The City Clerk position is one of only three for which the City Council is the appointing authority under the Plan E Charter. The other two are the City Manager and the City Auditor. I have no idea who has applied for the position or who the four finalists are, but I really hope the person hired is someone who really understands the city deeply and who can also be an asset to the City Council. The truth is that the City Clerk prepares City Council agendas very much like a playwright where the actors (the councillors) can freely improvise within the script. Also, the Council-related duties are only a fraction of the many essential responsibilities of the City Clerk’s Office.

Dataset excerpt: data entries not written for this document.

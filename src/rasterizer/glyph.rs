//! Luminance-to-glyph encoding
//!
//! Turns a rendered framebuffer into terminal text: each cell's luminance
//! picks a character from an ordered darkest-to-brightest palette. The
//! output frame is plain printable ASCII; escape sequences are the
//! display's business, never embedded here.

use super::texture::Texture;

/// Default palette, darkest to brightest
pub const LUMINANCE_PALETTE: &str = " .:-=+*#%@";

/// Map a luminance in [0,1] to a glyph from the default palette
pub fn luminance_to_ascii(luminance: f32) -> char {
    let bytes = LUMINANCE_PALETTE.as_bytes();
    let index = (luminance * (bytes.len() - 1) as f32).floor() as i32;
    bytes[index.clamp(0, bytes.len() as i32 - 1) as usize] as char
}

/// Texture-to-text encoder with a configurable palette
#[derive(Debug, Clone)]
pub struct AsciiEncoder {
    palette: Vec<char>,
}

impl AsciiEncoder {
    pub fn new() -> Self {
        Self::with_palette(LUMINANCE_PALETTE)
    }

    /// Palette must be non-empty and ordered darkest to brightest
    pub fn with_palette(palette: &str) -> Self {
        assert!(!palette.is_empty(), "glyph palette must not be empty");
        Self {
            palette: palette.chars().collect(),
        }
    }

    /// Glyph for a luminance in [0,1]; out-of-range values clamp
    pub fn glyph(&self, luminance: f32) -> char {
        let k = self.palette.len();
        let index = (luminance * (k - 1) as f32).floor() as i32;
        self.palette[index.clamp(0, k as i32 - 1) as usize]
    }

    /// Render the texture as text, one line per pixel row
    pub fn encode(&self, texture: &Texture) -> String {
        let mut frame = String::with_capacity((texture.width() + 1) * texture.height());
        for y in 0..texture.height() as i32 {
            for x in 0..texture.width() as i32 {
                frame.push(self.glyph(texture.get(x, y).luminance()));
            }
            frame.push('\n');
        }
        frame
    }
}

impl Default for AsciiEncoder {
    fn default() -> Self {
        AsciiEncoder::new()
    }
}
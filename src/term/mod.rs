//! Terminal input and output

mod display;
mod input;

pub use display::AsciiDisplay;
pub use input::{InputContext, InputFrame};
impl Vec4 {
    pub const ZERO: Vec4 = Vec4 { x: 0.0, y: 0.0, z: 0.0, w: 0.0 };
    pub const ONE: Vec4 = Vec4 { x: 1.0, y: 1.0, z: 1.0, w: 1.0 };
    pub const UP: Vec4 = Vec4 { x: 0.0, y: 1.0, z: 0.0, w: 0.0 };
    pub const DOWN: Vec4 = Vec4 { x: 0.0, y: -1.0, z: 0.0, w: 0.0 };
    pub const LEFT: Vec4 = Vec4 { x: -1.0, y: 0.0, z: 0.0, w: 0.0 };
    pub const RIGHT: Vec4 = Vec4 { x: 1.0, y: 0.0, z: 0.0, w: 0.0 };
    pub const FORWARD: Vec4 = Vec4 { x: 0.0, y: 0.0, z: 1.0, w: 0.0 };
    pub const BACK: Vec4 = Vec4 { x: 0.0, y: 0.0, z: -1.0, w: 0.0 };

    pub fn new(x: f32, y: f32, z: f32, w: f32) -> Self {
        Self { x, y, z, w }
    }

    /// A position (w = 1), affected by translation
    pub fn point(x: f32, y: f32, z: f32) -> Self {
        Self { x, y, z, w: 1.0 }
    }

    /// A direction (w = 0), immune to translation
    pub fn direction(x: f32, y: f32, z: f32) -> Self {
        Self { x, y, z, w: 0.0 }
    }

    /// Component by index, `None` past 3
    pub fn get(self, index: usize) -> Option<f32> {
        match index {
            0 => Some(self.x),
            1 => Some(self.y),
            2 => Some(self.z),
            3 => Some(self.w),
            _ => None,
        }
    }

    /// Full 4-component dot product (w included)
    pub fn dot(self, other: Vec4) -> f32 {
        self.x * other.x + self.y * other.y + self.z * other.z + self.w * other.w
    }

    /// 3D cross product; w is ignored and the result is a direction
    pub fn cross(self, other: Vec4) -> Vec4 {
        Vec4 {
            x: self.y * other.z - self.z * other.y,
            y: self.z * other.x - self.x * other.z,
            z: self.x * other.y - self.y * other.x,
            w: 0.0,
        }
    }

    pub fn len(self) -> f32 {
        self.dot(self).sqrt()
    }

    pub fn len_squared(self) -> f32 {
        self.dot(self)
    }

    /// Unit-length copy; the zero vector normalizes to itself
    pub fn normalize(self) -> Vec4 {
        let l = self.len();
        if l == 0.0 {
            return Vec4::ZERO;
        }
        self / l
    }

    /// Linear interpolation between `a` and `b` at parameter `t`
    pub fn lerp(a: Vec4, b: Vec4, t: f32) -> Vec4 {
        a + (b - a) * t
    }
}

impl Add for Vec4 {
    type Output = Vec4;
    fn add(self, other: Vec4) -> Vec4 {
        Vec4::new(self.x + other.x, self.y + other.y, self.z + other.z, self.w + other.w)
    }
}

impl Sub for Vec4 {
    type Output = Vec4;
    fn sub(self, other: Vec4) -> Vec4 {
        Vec4::new(self.x - other.x, self.y - other.y, self.z - other.z, self.w - other.w)
    }
}

impl Mul<f32> for Vec4 {
    type Output = Vec4;
    fn mul(self, s: f32) -> Vec4 {
        Vec4::new(self.x * s, self.y * s, self.z * s, self.w * s)
    }
}

impl Mul for Vec4 {
    type Output = Vec4;
    fn mul(self, other: Vec4) -> Vec4 {
        Vec4::new(self.x * other.x, self.y * other.y, self.z * other.z, self.w * other.w)
    }
}

impl Div<f32> for Vec4 {
    type Output = Vec4;
    fn div(self, s: f32) -> Vec4 {
        Vec4::new(self.x / s, self.y / s, self.z / s, self.w / s)
    }
}

impl Div for Vec4 {
    type Output = Vec4;
    fn div(self, other: Vec4) -> Vec4 {
        Vec4::new(self.x / other.x, self.y / other.y, self.z / other.z, self.w / other.w)
    }
}

impl Neg for Vec4 {
    type Output = Vec4;
    fn neg(self) -> Vec4 {
        Vec4::new(-self.x, -self.y, -self.z, -self.w)
    }
}

impl AddAssign for Vec4 {
    fn add_assign(&mut self, other: Vec4) {
        *self = *self + other;
    }
}

impl SubAssign for Vec4 {
    fn sub_assign(&mut self, other: Vec4) {
        *self = *self - other;
    }
}

impl MulAssign<f32> for Vec4 {
    fn mul_assign(&mut self, s: f32) {
        *self = *self * s;
    }
}

impl DivAssign<f32> for Vec4 {
    fn div_assign(&mut self, s: f32) {
        *self = *self / s;
    }
}

impl Index<usize> for Vec4 {
    type Output = f32;
    fn index(&self, index: usize) -> &f32 {
        match index {
            0 => &self.x,
            1 => &self.y,
            2 => &self.z,
            3 => &self.w,
            _ => panic!("Vec4 index out of bounds: {}", index),
        }
    }
}

/// Row-major 4x4 matrix
#[derive(Debug, Clone, Copy, PartialEq)]
pub struct Mat4 {
    elements: [f32; 16],
}

impl Mat4 {
    pub const IDENTITY: Mat4 = Mat4 {
        elements: [
            1.0, 0.0, 0.0, 0.0,
            0.0, 1.0, 0.0, 0.0,
            0.0, 0.0, 1.0, 0.0,
            0.0, 0.0, 0.0, 1.0,
        ],
    };

    /// Build from 16 row-major elements
    pub fn from_elements(elements: [f32; 16]) -> Self {
        Self { elements }
    }

    /// Translation by `v` (written into column 3)
    pub fn translation(v: Vec4) -> Self {
        let mut m = Mat4::IDENTITY;
        m.set(0, 3, v.x);
        m.set(1, 3, v.y);
        m.set(2, 3, v.z);
        m
    }

    pub fn at(&self, row: usize, col: usize) -> f32 {
        self.elements[row * 4 + col]
    }

    pub fn set(&mut self, row: usize, col: usize, value: f32) {
        self.elements[row * 4 + col] = value;
    }

    pub fn transpose(&self) -> Mat4 {
        let mut result = Mat4::IDENTITY;
        for row in 0..4 {
            for col in 0..4 {
                result.set(col, row, self.at(row, col));
            }
        }
        result
    }

    /// Determinant of the 3x3 submatrix left after removing `row` and `col`
    pub fn minor(&self, row: usize, col: usize) -> f32 {
        let mut sub = [0.0f32; 9];
        let mut i = 0;
        for r in 0..4 {
            if r == row {
                continue;
            }
            for c in 0..4 {
                if c == col {
                    continue;
                }
                sub[i] = self.at(r, c);
                i += 1;
            }
        }
        sub[0] * (sub[4] * sub[8] - sub[5] * sub[7])
            - sub[1] * (sub[3] * sub[8] - sub[5] * sub[6])
            + sub[2] * (sub[3] * sub[7] - sub[4] * sub[6])
    }

    /// Signed minor
    pub fn cofactor(&self, row: usize, col: usize) -> f32 {
        let sign = if (row + col) % 2 == 0 { 1.0 } else { -1.0 };
        sign * self.minor(row, col)
    }

    /// Cofactor expansion along the first row
    pub fn determinant(&self) -> f32 {
        (0..4).map(|col| self.at(0, col) * self.cofactor(0, col)).sum()
    }

    /// Classical adjugate inverse; `None` when the determinant is zero
    pub fn inverse(&self) -> Option<Mat4> {
        let det = self.determinant();
        if det == 0.0 {
            return None;
        }
        let mut result = Mat4::IDENTITY;
        for row in 0..4 {
            for col in 0..4 {
                // adjugate = transposed cofactor matrix
                result.set(row, col, self.cofactor(col, row) / det);
            }
        }
        Some(result)
    }
}

impl Default for Mat4 {
    fn default() -> Self {
        Mat4::IDENTITY
    }
}

impl Mul for Mat4 {
    type Output = Mat4;
    fn mul(self, other: Mat4) -> Mat4 {
        let mut result = Mat4::IDENTITY;
        for row in 0..4 {
            for col in 0..4 {
                let mut sum = 0.0;
                for i in 0..4 {
                    sum += self.at(row, i) * other.at(i, col);
                }
                result.set(row, col, sum);
            }
        }
        result
    }
}

impl Mul<Vec4> for Mat4 {
    type Output = Vec4;
    fn mul(self, v: Vec4) -> Vec4 {
        let mut out = [0.0f32; 4];
        for (row, slot) in out.iter_mut().enumerate() {
            let mut sum = 0.0;
            for i in 0..4 {
                sum += self.at(row, i) * v[i];
            }
            *slot = sum;
        }
        Vec4::new(out[0], out[1], out[2], out[3])
    }
}

impl Mul<f32> for Mat4 {
    type Output = Mat4;
    fn mul(self, s: f32) -> Mat4 {
        let mut result = self;
        for e in result.elements.iter_mut() {
            *e *= s;
        }
        result
    }
}

impl Div<f32> for Mat4 {
    type Output = Mat4;
    fn div(self, s: f32) -> Mat4 {
        let mut result = self;
        for e in result.elements.iter_mut() {
            *e /= s;
        }
        result
    }
}

impl Add for Mat4 {
    type Output = Mat4;
    fn add(self, other: Mat4) -> Mat4 {
        let mut result = self;
        for (e, o) in result.elements.iter_mut().zip(other.elements.iter()) {
            *e += o;
        }
        result
    }
}

impl Sub for Mat4 {
    type Output = Mat4;
    fn sub(self, other: Mat4) -> Mat4 {
        let mut result = self;
        for (e, o) in result.elements.iter_mut().zip(other.elements.iter()) {
            *e -= o;
        }
        result
    }
}

/// Rotation quaternion
#[derive(Debug, Clone, Copy, PartialEq)]
pub struct Quat {
    pub x: f32,
    pub y: f32,
    pub z: f32,
    pub w: f32,
}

Order #8. That the proposed Special Permit Criteria amendments to Article 19 of the Cambridge Zoning Ordinance (as attached) be referred to the Ordinance Committee and the Planning Board for hearing and report.   Councillor Zondervan, Councillor Carlone

Committee Reports #1. A communication was received from Donna P. Lopez, former City Clerk, transmitting a report from Vice Mayor Jan Devereux, Chair of the Transportation & Public Utilities Committee, for a public hearing held on May 22, 2019 to discuss with Eversource any plans it has for meeting the anticipated electricity needs of Cambridge businesses and residents by expanding capacity on land it owns throughout the City, with a focus on sites in East Cambridge (Kendall Square and Fulkerson Street).

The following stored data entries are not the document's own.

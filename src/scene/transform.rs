//! Local spatial state of a scene node

use crate::rasterizer::{Mat4, Quat, Vec4};

/// Position, orientation and scale relative to the parent node
#[derive(Debug, Clone, Copy, PartialEq)]
pub struct Transform {
    pub position: Vec4,
    pub rotation: Quat,
    pub scale: Vec4,
}

impl Default for Transform {
    fn default() -> Self {
        Self {
            position: Vec4::point(0.0, 0.0, 0.0),
            rotation: Quat::IDENTITY,
            scale: Vec4::ONE,
        }
    }
}

impl Transform {
    pub fn new(position: Vec4, rotation: Quat, scale: Vec4) -> Self {
        Self {
            position,
            rotation,
            scale,
        }
    }

    /// Local matrix: rotation applies first, then scale, then translation
    pub fn to_matrix(&self) -> Mat4 {
        let mut base = Mat4::IDENTITY;
        base.set(0, 3, self.position.x);
        base.set(1, 3, self.position.y);
        base.set(2, 3, self.position.z);
        base.set(0, 0, self.scale.x);
        base.set(1, 1, self.scale.y);
        base.set(2, 2, self.scale.z);
        base * self.rotation.to_rotation_matrix()
    }

    /// Append a rotation in local space
    pub fn rotate(&mut self, rotation: Quat) {
        self.rotation = self.rotation * rotation;
    }

    pub fn translate(&mut self, delta: Vec4) {
        self.position += delta;
    }
}
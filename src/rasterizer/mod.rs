//! Software rasterizer
//!
//! Homogeneous math, triangle meshes, scan-conversion primitives and the
//! perspective pipeline that turns a scene into a grayscale texture, plus
//! the glyph encoder that turns the texture into terminal text.

mod draw;
mod glyph;
mod math;
mod mesh;
mod render;
mod texture;

pub use glyph::{luminance_to_ascii, AsciiEncoder, LUMINANCE_PALETTE};
pub use math::{Mat4, Quat, Vec4};
pub use mesh::{Mesh, MeshVertex, Triangle};
pub use render::{DrawStyle, RenderSettings, Renderer, SettingsError};
pub use texture::{Color, Texture};
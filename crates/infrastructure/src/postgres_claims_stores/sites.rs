use async_trait::async_trait;
use sitegate_application::{SiteDirectory, SiteRecord};
use sitegate_core::{AppError, AppResult};
use sqlx::{FromRow, PgPool};

#[derive(Debug, FromRow)]
struct SiteRow {
    site_id: String,
    name: String,
}

/// PostgreSQL-backed site directory.
#[derive(Clone)]
pub struct PostgresSiteDirectory {
    pool: PgPool,
}

impl PostgresSiteDirectory {
    /// Creates a directory with the provided connection pool.
    #[must_use]
    pub fn new(pool: PgPool) -> Self {
        Self { pool }
    }
}

#[async_trait]
impl SiteDirectory for PostgresSiteDirectory {
    async fn find_sites_by_name(&self, name: &str) -> AppResult<Vec<SiteRecord>> {
        let rows = sqlx::query_as::<_, SiteRow>(
            r#"
            SELECT site_id, name
            FROM sites
            WHERE name = $1
            ORDER BY site_id
            "#,
        )
        .bind(name)
        .fetch_all(&self.pool)
        .await
        .map_err(|error| AppError::Internal(format!("failed to look up sites: {error}")))?;

        Ok(rows
            .into_iter()
            .map(|row| SiteRecord {
                site_id: row.site_id,
                name: row.name,
            })
            .collect())
    }
}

It would appear that this zoning proposal and the Eversource matter on Fulkerson Street are inextricably linked. It’s a bit disturbing when zoning is used as a reactionary tool. Perhaps a better approach would be to require (with appropriate enabling legislation, if necessary) that all major utilities provide short- and long-term infrastructure improvement plans that address such things as capacity, maintenance of the existing infrastructure, and planning for emerging needs such as local solar generation and charging locations for electric vehicles (just to name a few). Conflating this with zoning seems a bit wrong-headed. It’s reminiscent of how the Parking Freeze was used to block commercial development – even environmentally sound commercial development – under the guise of environmental protection.

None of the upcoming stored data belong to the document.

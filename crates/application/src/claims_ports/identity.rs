use async_trait::async_trait;
use sitegate_core::{AppResult, IdentitySelector, UserIdentity};
use sitegate_domain::CustomClaims;

/// Port to the identity provider that owns accounts and their fast-path claims.
#[async_trait]
pub trait IdentityProvider: Send + Sync {
    /// Resolves an account by uid or email.
    ///
    /// Unknown accounts fail with [`sitegate_core::AppError::IdentityResolution`].
    async fn resolve_identity(&self, selector: &IdentitySelector) -> AppResult<UserIdentity>;

    /// Reads the custom claims attached to an account.
    ///
    /// Accounts without custom claims yield [`CustomClaims::default`].
    async fn custom_claims(&self, uid: &str) -> AppResult<CustomClaims>;

    /// Replaces the custom claims attached to an account.
    async fn set_custom_claims(&self, uid: &str, claims: &CustomClaims) -> AppResult<()>;
}
use sitegate_core::{AppResult, IdentitySelector};
use sitegate_domain::UserRole;
use tracing::warn;

use super::{ClaimsChangeSet, ClaimsOperation, ClaimsSyncService, PlannedState, SyncMode, sanitize_roles};

impl ClaimsSyncService {
    /// Re-derives claims-side roles from the profile record.
    ///
    /// An empty profile falls back to the current claims roles, then to the
    /// sentinel when `super_admin` is already set. `admin` and `super_admin`
    /// are kept from the current claims. The profile record is never written.
    pub async fn rebuild_custom_claims(
        &self,
        selector: &IdentitySelector,
        mode: SyncMode,
    ) -> AppResult<ClaimsChangeSet> {
        let snapshot = self.load_snapshot(selector).await?;
        let uid = snapshot.identity.uid();

        let mut roles = sanitize_roles(uid, &snapshot.profile_roles);
        if roles.is_empty() {
            roles = sanitize_roles(uid, &snapshot.claims.roles);
            if !roles.is_empty() {
                warn!(uid = %uid, "profile has no roles; keeping current claims roles");
            } else if snapshot.claims.super_admin {
                warn!(uid = %uid, "profile and claims have no roles; restoring super admin sentinel");
                roles.push(UserRole::super_admin_sentinel());
            }
        }

        let claims = snapshot.claims.clone().with_roles(roles);
        let profile_roles = snapshot.profile_roles.clone();

        self.finish(
            ClaimsOperation::RebuildCustomClaims,
            snapshot,
            PlannedState {
                claims,
                profile_roles,
            },
            mode,
        )
        .await
    }
}
use std::path::Path;

use serde::Deserialize;
use sitegate_application::SiteAdminAssignment;
use sitegate_core::{AppError, AppResult, IdentitySelector};

#[derive(Debug, Deserialize)]
#[serde(deny_unknown_fields)]
struct AssignmentEntry {
    #[serde(default)]
    uid: Option<String>,
    #[serde(default)]
    email: Option<String>,
    sites: Vec<String>,
}

/// Reads a JSON array of `{ "uid" | "email", "sites": [...] }` entries.
pub fn read_assignments(path: &Path) -> AppResult<Vec<SiteAdminAssignment>> {
    let raw = std::fs::read_to_string(path).map_err(|error| {
        AppError::Validation(format!(
            "failed to read assignment file '{}': {error}",
            path.display()
        ))
    })?;

    parse_assignments(&raw)
}

pub fn parse_assignments(raw: &str) -> AppResult<Vec<SiteAdminAssignment>> {
    let entries: Vec<AssignmentEntry> = serde_json::from_str(raw)
        .map_err(|error| AppError::Validation(format!("invalid assignment file: {error}")))?;

    if entries.is_empty() {
        return Err(AppError::Validation(
            "assignment file lists no entries".to_owned(),
        ));
    }

    entries
        .into_iter()
        .enumerate()
        .map(|(index, entry)| {
            let identity = IdentitySelector::from_parts(entry.uid, entry.email).map_err(
                |error| AppError::Validation(format!("assignment entry {index}: {error}")),
            )?;

            Ok(SiteAdminAssignment {
                identity,
                site_names: entry.sites,
            })
        })
        .collect()
}

#[cfg(test)]
mod tests {
    use sitegate_core::IdentitySelector;

    use super::parse_assignments;

    #[test]
    fn entries_accept_uid_or_email() {
        let parsed = parse_assignments(
            r#"[
                { "email": "A@X.test", "sites": ["Site A", "Site B"] },
                { "uid": "uid-2", "sites": ["Site A"] }
            ]"#,
        );
        let Ok(assignments) = parsed else {
            panic!("assignment file should parse");
        };

        assert_eq!(assignments.len(), 2);
        assert_eq!(
            assignments[0].identity,
            IdentitySelector::Email("a@x.test".to_owned())
        );
        assert_eq!(assignments[0].site_names, vec!["Site A", "Site B"]);
        assert_eq!(assignments[1].identity, IdentitySelector::Uid("uid-2".to_owned()));
    }

    #[test]
    fn entry_with_both_or_neither_identity_is_rejected() {
        assert!(parse_assignments(r#"[{ "uid": "u", "email": "e@x.test", "sites": [] }]"#).is_err());
        assert!(parse_assignments(r#"[{ "sites": ["Site A"] }]"#).is_err());
    }

    #[test]
    fn unknown_keys_and_empty_files_are_rejected() {
        assert!(parse_assignments(r#"[{ "uid": "u", "sites": [], "role": "admin" }]"#).is_err());
        assert!(parse_assignments("[]").is_err());
        assert!(parse_assignments("{}").is_err());
    }
}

Order #9. That the City Manager is requested to instruct the City Solicitor to draft for discussion several ordinances to reduce or prohibit campaign donations from donors seeking to enter into a contract, seeking approval for a special permit or up-zoning, seeking to acquire real estate from the city, or seeking financial assistance from the city.   Councillor Carlone, Vice Mayor Devereux, Councillor Zondervan

It’s an election year. Some version of this proposal happens like clockwork every two years. The only thing that makes it interesting this year is how much money is now coming from people with a financial interest in the "100% Affordable Housing" Overlay proposal that would potentially deliver properties to various "non-profit" housing developers by allowing them to do things that others can only dream of. Any candidate-endorsing organization that receives contributions from these sources (and yes, I do mean ABC specifically) should be subject to the same restrictions as individual candidates. All of this is likely academic since the November election will likely be a memory by the time any action is taken on this proposal, if ever – so it’s really just posturing at this point.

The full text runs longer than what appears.